═══ STORED DATA

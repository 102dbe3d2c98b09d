use std::collections::HashMap;
use std::path::Path;
use std::time::Duration;

use crate::bot::telegram::{BotApi, CallbackQuery, Message, Update};
use crate::bot::wizard::{Input, Prompt, Step, Wizard, WizardState};
use crate::engine::{Engine, RenderParams};
use crate::foundation::error::QuoteResult;

pub const GREETING: &str = "Hello! I'm your Image Quote Bot.\n\n\
I can create beautiful gradient images with your text on them. Send /create to get started!";
pub const CANCELLED: &str = "Action cancelled. Send /create anytime to start over.";
pub const GENERATING: &str = "Generating your image, please wait a moment...";
pub const PHOTO_CAPTION: &str = "Here's your image!\n\nSend /create to make another one.";
pub const FAILURE_HEADER: &str = "Oops! Something went wrong.";

/// Where a prompt goes: a new message, or an edit of the message that carried the buttons.
#[derive(Clone, Copy, Debug)]
enum ReplyTo {
    NewMessage,
    Edit { message_id: i64 },
}

/// Routes updates to per-chat wizards and renders finished requests.
pub struct Dispatcher<A> {
    api: A,
    engine: Engine,
    sessions: HashMap<i64, Wizard>,
}

impl<A: BotApi> Dispatcher<A> {
    pub fn new(api: A, engine: Engine) -> Self {
        Self {
            api,
            engine,
            sessions: HashMap::new(),
        }
    }

    pub fn api(&self) -> &A {
        &self.api
    }

    /// State of the wizard running in `chat_id`, if any.
    pub fn session_state(&self, chat_id: i64) -> Option<WizardState> {
        self.sessions.get(&chat_id).map(Wizard::state)
    }

    pub fn handle_update(&mut self, update: &Update) -> QuoteResult<()> {
        if let Some(msg) = &update.message {
            return self.handle_message(msg);
        }
        if let Some(cb) = &update.callback_query {
            return self.handle_callback(cb);
        }
        tracing::debug!(update_id = update.update_id, "ignoring update kind");
        Ok(())
    }

    fn handle_message(&mut self, msg: &Message) -> QuoteResult<()> {
        let chat_id = msg.chat.id;
        let Some(text) = msg.text.as_deref() else {
            return Ok(());
        };

        if let Some(cmd) = command_name(text) {
            return match cmd {
                "start" => self.api.send_message(chat_id, GREETING, None),
                "create" => {
                    let (wizard, prompt) = Wizard::start();
                    self.sessions.insert(chat_id, wizard);
                    let user = msg.from.as_ref();
                    tracing::info!(
                        chat_id,
                        user_id = user.map(|u| u.id),
                        username = user.and_then(|u| u.username.as_deref()),
                        "started wizard"
                    );
                    self.reply(chat_id, ReplyTo::NewMessage, &prompt)
                }
                "cancel" => {
                    self.sessions.remove(&chat_id);
                    tracing::info!(chat_id, "cancelled wizard");
                    self.api.send_message(chat_id, CANCELLED, None)
                }
                other => {
                    tracing::debug!(chat_id, command = other, "ignoring unknown command");
                    Ok(())
                }
            };
        }

        self.feed(chat_id, Input::Text(text.to_owned()), ReplyTo::NewMessage)
    }

    fn handle_callback(&mut self, cb: &CallbackQuery) -> QuoteResult<()> {
        self.api.answer_callback_query(&cb.id)?;

        let (Some(data), Some(msg)) = (cb.data.as_deref(), cb.message.as_ref()) else {
            return Ok(());
        };
        let reply_to = ReplyTo::Edit {
            message_id: msg.message_id,
        };
        self.feed(msg.chat.id, Input::Choice(data.to_owned()), reply_to)
    }

    fn feed(&mut self, chat_id: i64, input: Input, reply_to: ReplyTo) -> QuoteResult<()> {
        let Some(wizard) = self.sessions.get_mut(&chat_id) else {
            tracing::debug!(chat_id, "input outside of a wizard");
            return Ok(());
        };

        match wizard.advance(input) {
            Step::Next(prompt) | Step::Retry(prompt) => self.reply(chat_id, reply_to, &prompt),
            Step::Finished(params) => {
                self.sessions.remove(&chat_id);
                let progress = Prompt {
                    text: GENERATING.to_owned(),
                    keyboard: None,
                };
                self.reply(chat_id, reply_to, &progress)?;
                self.deliver(chat_id, &params)
            }
        }
    }

    fn reply(&self, chat_id: i64, reply_to: ReplyTo, prompt: &Prompt) -> QuoteResult<()> {
        match reply_to {
            ReplyTo::NewMessage => {
                self.api
                    .send_message(chat_id, &prompt.text, prompt.keyboard.as_ref())
            }
            ReplyTo::Edit { message_id } => self.api.edit_message_text(
                chat_id,
                message_id,
                &prompt.text,
                prompt.keyboard.as_ref(),
            ),
        }
    }

    /// Render, send, and always remove the generated file.
    fn deliver(&self, chat_id: i64, params: &RenderParams) -> QuoteResult<()> {
        let path = match self.engine.create_image(params) {
            Ok(path) => path,
            Err(e) => {
                tracing::warn!(chat_id, error = %e, "render failed");
                let text = format!("{FAILURE_HEADER}\n\nError: {e}");
                return self.api.send_message(chat_id, &text, None);
            }
        };

        let sent = self.api.send_photo(chat_id, &path, PHOTO_CAPTION);
        remove_generated(&path);
        if sent.is_ok() {
            tracing::info!(chat_id, "delivered image");
        }
        sent
    }
}

fn remove_generated(path: &Path) {
    if let Err(e) = std::fs::remove_file(path) {
        tracing::warn!(path = %path.display(), error = %e, "could not remove generated image");
    }
}

/// `"/create@my_bot extra"` -> `Some("create")`.
pub fn command_name(text: &str) -> Option<&str> {
    let first = text.trim_start().split_whitespace().next()?;
    let cmd = first.strip_prefix('/')?;
    let cmd = cmd.split('@').next().unwrap_or(cmd);
    (!cmd.is_empty()).then_some(cmd)
}

/// Long-polling settings.
#[derive(Clone, Copy, Debug)]
pub struct PollOpts {
    pub timeout: Duration,
    pub retry_delay: Duration,
}

impl Default for PollOpts {
    fn default() -> Self {
        Self {
            timeout: Duration::from_secs(30),
            retry_delay: Duration::from_secs(3),
        }
    }
}

/// Poll for updates and dispatch them in order until `should_stop` returns true.
///
/// Failures of a single update or poll are logged and do not end the loop.
pub fn run_polling<A: BotApi>(
    dispatcher: &mut Dispatcher<A>,
    opts: PollOpts,
    mut should_stop: impl FnMut() -> bool,
) {
    let mut offset = 0i64;
    tracing::info!("bot is running");

    while !should_stop() {
        let updates = match dispatcher.api().get_updates(offset, opts.timeout) {
            Ok(updates) => updates,
            Err(e) => {
                tracing::warn!(error = %e, "polling failed");
                std::thread::sleep(opts.retry_delay);
                continue;
            }
        };

        for update in &updates {
            offset = offset.max(update.update_id + 1);
            if let Err(e) = dispatcher.handle_update(update) {
                tracing::warn!(update_id = update.update_id, error = %e, "update failed");
            }
        }
    }
    tracing::info!("bot stopped");
}

#[cfg(test)]
#[path = "../../tests/unit/bot/dispatch.rs"]
mod tests;
use image::RgbImage;

use crate::assets::store::{ShapedLine, TextBrushRgba8};
use crate::foundation::core::{Canvas, Point};
use crate::foundation::error::{QuoteError, QuoteResult};

/// Rasterize shaped lines onto a transparent premultiplied RGBA8 layer.
///
/// `origins[i]` is the top-left corner of `lines[i]`'s line box.
pub fn rasterize_lines(
    canvas: Canvas,
    font_bytes: &[u8],
    lines: &[ShapedLine],
    origins: &[Point],
) -> QuoteResult<vello_cpu::Pixmap> {
    let w: u16 = canvas
        .width
        .try_into()
        .map_err(|_| QuoteError::validation("canvas width exceeds u16"))?;
    let h: u16 = canvas
        .height
        .try_into()
        .map_err(|_| QuoteError::validation("canvas height exceeds u16"))?;
    if lines.len() != origins.len() {
        return Err(QuoteError::validation("every line needs exactly one origin"));
    }

    let mut pixmap = vello_cpu::Pixmap::new(w, h);
    if lines.is_empty() {
        return Ok(pixmap);
    }

    let font = vello_cpu::peniko::FontData::new(
        vello_cpu::peniko::Blob::from(font_bytes.to_vec()),
        0,
    );
    let mut ctx = vello_cpu::RenderContext::new(w, h);

    for (line, origin) in lines.iter().zip(origins) {
        let tr = kurbo::Affine::translate((origin.x, origin.y));
        ctx.set_transform(affine_to_cpu(tr));
        for visual in line.layout.lines() {
            for item in visual.items() {
                let parley::layout::PositionedLayoutItem::GlyphRun(run) = item else {
                    continue;
                };
                let brush: TextBrushRgba8 = run.style().brush;
                ctx.set_paint(vello_cpu::peniko::Color::from_rgba8(
                    brush.r, brush.g, brush.b, brush.a,
                ));
                let glyphs = run.positioned_glyphs().map(|g| vello_cpu::Glyph {
                    id: g.id,
                    x: g.x,
                    y: g.y,
                });
                ctx.glyph_run(&font)
                    .font_size(run.run().font_size())
                    .fill_glyphs(glyphs);
            }
        }
    }

    ctx.flush();
    ctx.render_to_pixmap(&mut pixmap);
    Ok(pixmap)
}

/// Source-over of a premultiplied RGBA8 layer onto an opaque RGB image.
pub fn composite_over_rgb(dst: &mut RgbImage, layer_premul: &[u8]) -> QuoteResult<()> {
    let expected = (dst.width() as usize)
        .saturating_mul(dst.height() as usize)
        .saturating_mul(4);
    if layer_premul.len() != expected {
        return Err(QuoteError::validation("text layer size does not match canvas"));
    }

    for (px, src) in dst.pixels_mut().zip(layer_premul.chunks_exact(4)) {
        let a = src[3];
        if a == 0 {
            continue;
        }
        let inv = 255 - u16::from(a);
        for c in 0..3 {
            px.0[c] = add_sat_u8(src[c], mul_div255_u8(u16::from(px.0[c]), inv));
        }
    }
    Ok(())
}

fn affine_to_cpu(a: kurbo::Affine) -> vello_cpu::kurbo::Affine {
    vello_cpu::kurbo::Affine::new(a.as_coeffs())
}

fn mul_div255_u8(x: u16, y: u16) -> u8 {
    (((u32::from(x) * u32::from(y)) + 127) / 255) as u8
}

fn add_sat_u8(a: u8, b: u8) -> u8 {
    a.saturating_add(b)
}

#[cfg(test)]
#[path = "../../tests/unit/render/cpu.rs"]
mod tests;
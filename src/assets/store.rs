use std::borrow::Cow;

use crate::foundation::core::{Rgb8, Size};
use crate::foundation::error::{QuoteError, QuoteResult};

#[derive(Clone, Copy, Debug, Default, PartialEq, Eq)]
/// RGBA8 brush color used by Parley text layout.
pub struct TextBrushRgba8 {
    /// Red channel.
    pub r: u8,
    /// Green channel.
    pub g: u8,
    /// Blue channel.
    pub b: u8,
    /// Alpha channel.
    pub a: u8,
}

impl TextBrushRgba8 {
    pub fn opaque(c: Rgb8) -> Self {
        Self {
            r: c.r,
            g: c.g,
            b: c.b,
            a: 255,
        }
    }
}

/// A single shaped line and its measured box.
pub struct ShapedLine {
    pub layout: parley::Layout<TextBrushRgba8>,
    /// `advance` x (`ascent + descent + leading`).
    pub size: Size,
}

/// Stateful helper for building Parley text layouts from raw font bytes.
pub struct TextLayoutEngine {
    font_ctx: parley::FontContext,
    layout_ctx: parley::LayoutContext<TextBrushRgba8>,
}

impl Default for TextLayoutEngine {
    fn default() -> Self {
        Self::new()
    }
}

impl TextLayoutEngine {
    /// Construct a new layout engine with fresh Parley contexts.
    pub fn new() -> Self {
        Self {
            font_ctx: parley::FontContext::default(),
            layout_ctx: parley::LayoutContext::new(),
        }
    }

    /// Register font bytes and return the primary family name they expose.
    ///
    /// Bytes that do not parse as a font register no families and are rejected.
    pub fn register_font(&mut self, font_bytes: &[u8]) -> QuoteResult<String> {
        let families = self
            .font_ctx
            .collection
            .register_fonts(parley::fontique::Blob::from(font_bytes.to_vec()), None);
        let family_id = families.first().map(|(id, _)| *id).ok_or_else(|| {
            QuoteError::font_unavailable("no font families registered from font bytes")
        })?;

        self.font_ctx
            .collection
            .family_name(family_id)
            .map(str::to_owned)
            .ok_or_else(|| QuoteError::font_unavailable("registered font family has no name"))
    }

    /// Shape one line of text without line breaking and measure it.
    pub fn layout_line(
        &mut self,
        text: &str,
        family: &str,
        size_px: f32,
        brush: TextBrushRgba8,
    ) -> QuoteResult<ShapedLine> {
        if !size_px.is_finite() || size_px <= 0.0 {
            return Err(QuoteError::validation(
                "text size_px must be finite and > 0",
            ));
        }

        let mut builder = self
            .layout_ctx
            .ranged_builder(&mut self.font_ctx, text, 1.0, true);
        builder.push_default(parley::style::StyleProperty::FontStack(
            parley::style::FontStack::Source(Cow::Owned(family.to_owned())),
        ));
        builder.push_default(parley::style::StyleProperty::FontSize(size_px));
        builder.push_default(parley::style::StyleProperty::Brush(brush));

        let mut layout: parley::Layout<TextBrushRgba8> = builder.build(text);
        layout.break_all_lines(None);

        let mut w = 0.0f64;
        let mut h = 0.0f64;
        for line in layout.lines() {
            let m = line.metrics();
            w = w.max(f64::from(m.advance));
            h += f64::from(m.ascent + m.descent + m.leading);
        }

        Ok(ShapedLine {
            layout,
            size: Size::new(w, h),
        })
    }
}

#[cfg(test)]
#[path = "../../tests/unit/assets/store.rs"]
mod tests;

══════

* [INSTRUCTIONS TO FOLLOW]: Only the lines above from the line containing "for (line, origin)" through the line containing "opaque RGB image." should be retyped, exactly and with both ends included.

* [RESPONSE BOX]:
    for (line, origin) in lines.iter().zip(origins) {
        let tr = kurbo::Affine::translate((origin.x, origin.y));
        ctx.set_transform(affine_to_cpu(tr));
        for visual in line.layout.lines() {
            for item in visual.items() {
                let parley::layout::PositionedLayoutItem::GlyphRun(run) = item else {
                    continue;
                };
                let brush: TextBrushRgba8 = run.style().brush;
                ctx.set_paint(vello_cpu::peniko::Color::from_rgba8(
                    brush.r, brush.g, brush.b, brush.a,
                ));
                let glyphs = run.positioned_glyphs().map(|g| vello_cpu::Glyph {
                    id: g.id,
                    x: g.x,
                    y: g.y,
                });
                ctx.glyph_run(&font)
                    .font_size(run.run().font_size())
                    .fill_glyphs(glyphs);
            }
        }
    }

    ctx.flush();
    ctx.render_to_pixmap(&mut pixmap);
    Ok(pixmap)
}

/// Source-over of a premultiplied RGBA8 layer onto an opaque RGB image.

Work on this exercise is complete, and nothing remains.